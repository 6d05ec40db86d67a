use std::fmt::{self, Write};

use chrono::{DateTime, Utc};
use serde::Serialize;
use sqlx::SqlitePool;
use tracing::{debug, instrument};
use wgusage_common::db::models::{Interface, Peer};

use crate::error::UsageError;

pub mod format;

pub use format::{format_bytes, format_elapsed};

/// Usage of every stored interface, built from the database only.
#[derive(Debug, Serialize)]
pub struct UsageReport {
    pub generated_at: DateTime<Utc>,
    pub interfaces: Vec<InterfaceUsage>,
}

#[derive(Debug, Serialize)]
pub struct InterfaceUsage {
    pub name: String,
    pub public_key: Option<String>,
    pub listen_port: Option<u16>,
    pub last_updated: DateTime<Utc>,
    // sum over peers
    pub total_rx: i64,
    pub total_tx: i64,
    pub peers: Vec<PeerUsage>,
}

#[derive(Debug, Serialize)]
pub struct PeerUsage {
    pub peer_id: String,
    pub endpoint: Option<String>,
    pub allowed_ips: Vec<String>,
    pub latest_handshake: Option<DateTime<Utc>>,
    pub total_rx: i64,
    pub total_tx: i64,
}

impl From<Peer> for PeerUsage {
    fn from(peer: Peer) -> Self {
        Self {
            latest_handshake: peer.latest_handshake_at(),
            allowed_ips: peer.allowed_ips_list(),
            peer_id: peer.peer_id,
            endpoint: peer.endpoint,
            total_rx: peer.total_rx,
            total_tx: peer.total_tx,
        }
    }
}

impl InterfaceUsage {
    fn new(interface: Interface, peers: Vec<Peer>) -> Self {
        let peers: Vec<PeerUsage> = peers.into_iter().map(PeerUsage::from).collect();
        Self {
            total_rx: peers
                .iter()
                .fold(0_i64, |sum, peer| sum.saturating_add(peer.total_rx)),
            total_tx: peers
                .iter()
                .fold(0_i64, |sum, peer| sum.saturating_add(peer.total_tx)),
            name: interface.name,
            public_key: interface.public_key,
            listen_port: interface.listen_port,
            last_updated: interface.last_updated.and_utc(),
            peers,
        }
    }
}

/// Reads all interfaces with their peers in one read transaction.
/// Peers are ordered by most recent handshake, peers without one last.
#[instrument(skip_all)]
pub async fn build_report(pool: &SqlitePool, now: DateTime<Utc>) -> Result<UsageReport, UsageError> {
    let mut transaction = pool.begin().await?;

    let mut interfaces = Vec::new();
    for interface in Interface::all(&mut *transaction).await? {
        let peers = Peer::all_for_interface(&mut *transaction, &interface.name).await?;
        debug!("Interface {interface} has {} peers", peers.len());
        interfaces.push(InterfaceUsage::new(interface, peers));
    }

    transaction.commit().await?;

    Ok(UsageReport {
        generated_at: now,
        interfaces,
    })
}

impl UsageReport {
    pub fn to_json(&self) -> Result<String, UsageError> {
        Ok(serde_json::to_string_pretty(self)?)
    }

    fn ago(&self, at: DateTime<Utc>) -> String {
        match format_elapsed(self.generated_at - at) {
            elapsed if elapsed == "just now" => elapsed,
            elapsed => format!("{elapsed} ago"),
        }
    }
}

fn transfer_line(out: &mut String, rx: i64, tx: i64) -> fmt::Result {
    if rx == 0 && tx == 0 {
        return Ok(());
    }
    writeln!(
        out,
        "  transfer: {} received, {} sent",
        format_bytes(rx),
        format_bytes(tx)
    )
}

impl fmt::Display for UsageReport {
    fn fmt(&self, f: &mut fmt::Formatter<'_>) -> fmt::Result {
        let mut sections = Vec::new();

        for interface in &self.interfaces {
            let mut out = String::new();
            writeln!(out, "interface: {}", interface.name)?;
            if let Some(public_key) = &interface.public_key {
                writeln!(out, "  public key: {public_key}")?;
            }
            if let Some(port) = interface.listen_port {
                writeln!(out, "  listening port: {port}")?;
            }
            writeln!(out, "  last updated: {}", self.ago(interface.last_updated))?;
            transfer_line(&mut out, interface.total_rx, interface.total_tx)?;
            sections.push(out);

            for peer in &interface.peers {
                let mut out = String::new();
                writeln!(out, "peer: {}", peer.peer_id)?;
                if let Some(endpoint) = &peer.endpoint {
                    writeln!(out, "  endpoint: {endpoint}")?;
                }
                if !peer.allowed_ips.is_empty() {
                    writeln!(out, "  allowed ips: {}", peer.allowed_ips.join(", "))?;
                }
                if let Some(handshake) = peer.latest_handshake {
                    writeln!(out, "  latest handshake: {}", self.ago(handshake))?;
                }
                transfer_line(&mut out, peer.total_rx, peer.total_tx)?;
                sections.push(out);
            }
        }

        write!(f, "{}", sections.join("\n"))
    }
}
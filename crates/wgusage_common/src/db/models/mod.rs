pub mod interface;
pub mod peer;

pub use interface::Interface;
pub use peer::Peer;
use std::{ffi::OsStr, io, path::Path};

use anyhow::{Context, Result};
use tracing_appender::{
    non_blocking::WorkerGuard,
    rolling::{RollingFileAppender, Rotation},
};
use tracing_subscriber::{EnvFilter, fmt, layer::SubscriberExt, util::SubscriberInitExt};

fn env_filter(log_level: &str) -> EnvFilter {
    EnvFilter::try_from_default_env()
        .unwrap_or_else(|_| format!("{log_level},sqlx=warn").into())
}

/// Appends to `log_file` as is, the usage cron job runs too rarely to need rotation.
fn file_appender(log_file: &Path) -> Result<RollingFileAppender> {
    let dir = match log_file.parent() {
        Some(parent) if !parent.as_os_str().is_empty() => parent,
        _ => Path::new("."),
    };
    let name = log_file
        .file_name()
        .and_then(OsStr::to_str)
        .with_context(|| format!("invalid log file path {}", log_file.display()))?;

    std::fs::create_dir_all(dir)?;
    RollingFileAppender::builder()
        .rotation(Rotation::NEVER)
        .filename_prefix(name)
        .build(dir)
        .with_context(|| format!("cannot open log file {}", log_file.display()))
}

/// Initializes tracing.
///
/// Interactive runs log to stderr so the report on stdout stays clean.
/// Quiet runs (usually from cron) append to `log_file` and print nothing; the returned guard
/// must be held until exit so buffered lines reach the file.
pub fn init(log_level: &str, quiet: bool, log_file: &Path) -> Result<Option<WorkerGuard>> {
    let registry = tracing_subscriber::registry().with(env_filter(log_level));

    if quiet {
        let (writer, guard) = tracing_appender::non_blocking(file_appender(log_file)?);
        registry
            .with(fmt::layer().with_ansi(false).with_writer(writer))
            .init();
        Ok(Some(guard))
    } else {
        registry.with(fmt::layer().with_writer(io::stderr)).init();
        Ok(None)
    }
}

**Problem details**
A complete, exact repeat of the records is the required answer.

**Response area**
repository 6d05ec40db86d67a
use std::fmt::{self, Write};

use chrono::{DateTime, Utc};
use serde::Serialize;
use sqlx::SqlitePool;
use tracing::{debug, instrument};
use wgusage_common::db::models::{Interface, Peer};

use crate::error::UsageError;

pub mod format;

pub use format::{format_bytes, format_elapsed};

/// Usage of every stored interface, built from the database only.
#[derive(Debug, Serialize)]
pub struct UsageReport {
    pub generated_at: DateTime<Utc>,
    pub interfaces: Vec<InterfaceUsage>,
}

#[derive(Debug, Serialize)]
pub struct InterfaceUsage {
    pub name: String,
    pub public_key: Option<String>,
    pub listen_port: Option<u16>,
    pub last_updated: DateTime<Utc>,
    // sum over peers
    pub total_rx: i64,
    pub total_tx: i64,
    pub peers: Vec<PeerUsage>,
}

#[derive(Debug, Serialize)]
pub struct PeerUsage {
    pub peer_id: String,
    pub endpoint: Option<String>,
    pub allowed_ips: Vec<String>,
    pub latest_handshake: Option<DateTime<Utc>>,
    pub total_rx: i64,
    pub total_tx: i64,
}

impl From<Peer> for PeerUsage {
    fn from(peer: Peer) -> Self {
        Self {
            latest_handshake: peer.latest_handshake_at(),
            allowed_ips: peer.allowed_ips_list(),
            peer_id: peer.peer_id,
            endpoint: peer.endpoint,
            total_rx: peer.total_rx,
            total_tx: peer.total_tx,
        }
    }
}

impl InterfaceUsage {
    fn new(interface: Interface, peers: Vec<Peer>) -> Self {
        let peers: Vec<PeerUsage> = peers.into_iter().map(PeerUsage::from).collect();
        Self {
            total_rx: peers
                .iter()
                .fold(0_i64, |sum, peer| sum.saturating_add(peer.total_rx)),
            total_tx: peers
                .iter()
                .fold(0_i64, |sum, peer| sum.saturating_add(peer.total_tx)),
            name: interface.name,
            public_key: interface.public_key,
            listen_port: interface.listen_port,
            last_updated: interface.last_updated.and_utc(),
            peers,
        }
    }
}

/// Reads all interfaces with their peers in one read transaction.
/// Peers are ordered by most recent handshake, peers without one last.
#[instrument(skip_all)]
pub async fn build_report(pool: &SqlitePool, now: DateTime<Utc>) -> Result<UsageReport, UsageError> {
    let mut transaction = pool.begin().await?;

    let mut interfaces = Vec::new();
    for interface in Interface::all(&mut *transaction).await? {
        let peers = Peer::all_for_interface(&mut *transaction, &interface.name).await?;
        debug!("Interface {interface} has {} peers", peers.len());
        interfaces.push(InterfaceUsage::new(interface, peers));
    }

    transaction.commit().await?;

    Ok(UsageReport {
        generated_at: now,
        interfaces,
    })
}

impl UsageReport {
    pub fn to_json(&self) -> Result<String, UsageError> {
        Ok(serde_json::to_string_pretty(self)?)
    }

    fn ago(&self, at: DateTime<Utc>) -> String {
        match format_elapsed(self.generated_at - at) {
            elapsed if elapsed == "just now" => elapsed,
            elapsed => format!("{elapsed} ago"),
        }
    }
}

fn transfer_line(out: &mut String, rx: i64, tx: i64) -> fmt::Result {
    if rx == 0 && tx == 0 {
        return Ok(());
    }
    writeln!(
        out,
        "  transfer: {} received, {} sent",
        format_bytes(rx),
        format_bytes(tx)
    )
}

impl fmt::Display for UsageReport {
    fn fmt(&self, f: &mut fmt::Formatter<'_>) -> fmt::Result {
        let mut sections = Vec::new();

        for interface in &self.interfaces {
            let mut out = String::new();
            writeln!(out, "interface: {}", interface.name)?;
            if let Some(public_key) = &interface.public_key {
                writeln!(out, "  public key: {public_key}")?;
            }
            if let Some(port) = interface.listen_port {
                writeln!(out, "  listening port: {port}")?;
            }
            writeln!(out, "  last updated: {}", self.ago(interface.last_updated))?;
            transfer_line(&mut out, interface.total_rx, interface.total_tx)?;
            sections.push(out);

            for peer in &interface.peers {
                let mut out = String::new();
                writeln!(out, "peer: {}", peer.peer_id)?;
                if let Some(endpoint) = &peer.endpoint {
                    writeln!(out, "  endpoint: {endpoint}")?;
                }
                if !peer.allowed_ips.is_empty() {
                    writeln!(out, "  allowed ips: {}", peer.allowed_ips.join(", "))?;
                }
                if let Some(handshake) = peer.latest_handshake {
                    writeln!(out, "  latest handshake: {}", self.ago(handshake))?;
                }
                transfer_line(&mut out, peer.total_rx, peer.total_tx)?;
                sections.push(out);
            }
        }

        write!(f, "{}", sections.join("\n"))
    }
}
filename crates/wgusage_common/src/db/models/mod.rs
pub mod interface;
pub mod peer;

pub use interface::Interface;
pub use peer::Peer;
use std::{ffi::OsStr, io, path::Path};

use anyhow::{Context, Result};
use tracing_appender::{
    non_blocking::WorkerGuard,
    rolling::{RollingFileAppender, Rotation},
};
use tracing_subscriber::{EnvFilter, fmt, layer::SubscriberExt, util::SubscriberInitExt};

fn env_filter(log_level: &str) -> EnvFilter {
    EnvFilter::try_from_default_env()
        .unwrap_or_else(|_| format!("{log_level},sqlx=warn").into())
}

/// Appends to `log_file` as is, the usage cron job runs too rarely to need rotation.
fn file_appender(log_file: &Path) -> Result<RollingFileAppender> {
    let dir = match log_file.parent() {
        Some(parent) if !parent.as_os_str().is_empty() => parent,
        _ => Path::new("."),
    };
    let name = log_file
        .file_name()
        .and_then(OsStr::to_str)
        .with_context(|| format!("invalid log file path {}", log_file.display()))?;

    std::fs::create_dir_all(dir)?;
    RollingFileAppender::builder()
        .rotation(Rotation::NEVER)
        .filename_prefix(name)
        .build(dir)
        .with_context(|| format!("cannot open log file {}", log_file.display()))
}

/// Initializes tracing.
///
/// Interactive runs log to stderr so the report on stdout stays clean.
/// Quiet runs (usually from cron) append to `log_file` and print nothing; the returned guard
/// must be held until exit so buffered lines reach the file.
pub fn init(log_level: &str, quiet: bool, log_file: &Path) -> Result<Option<WorkerGuard>> {
    let registry = tracing_subscriber::registry().with(env_filter(log_level));

    if quiet {
        let (writer, guard) = tracing_appender::non_blocking(file_appender(log_file)?);
        registry
            .with(fmt::layer().with_ansi(false).with_writer(writer))
            .init();
        Ok(Some(guard))
    } else {
        registry.with(fmt::layer().with_writer(io::stderr)).init();
        Ok(None)
    }
}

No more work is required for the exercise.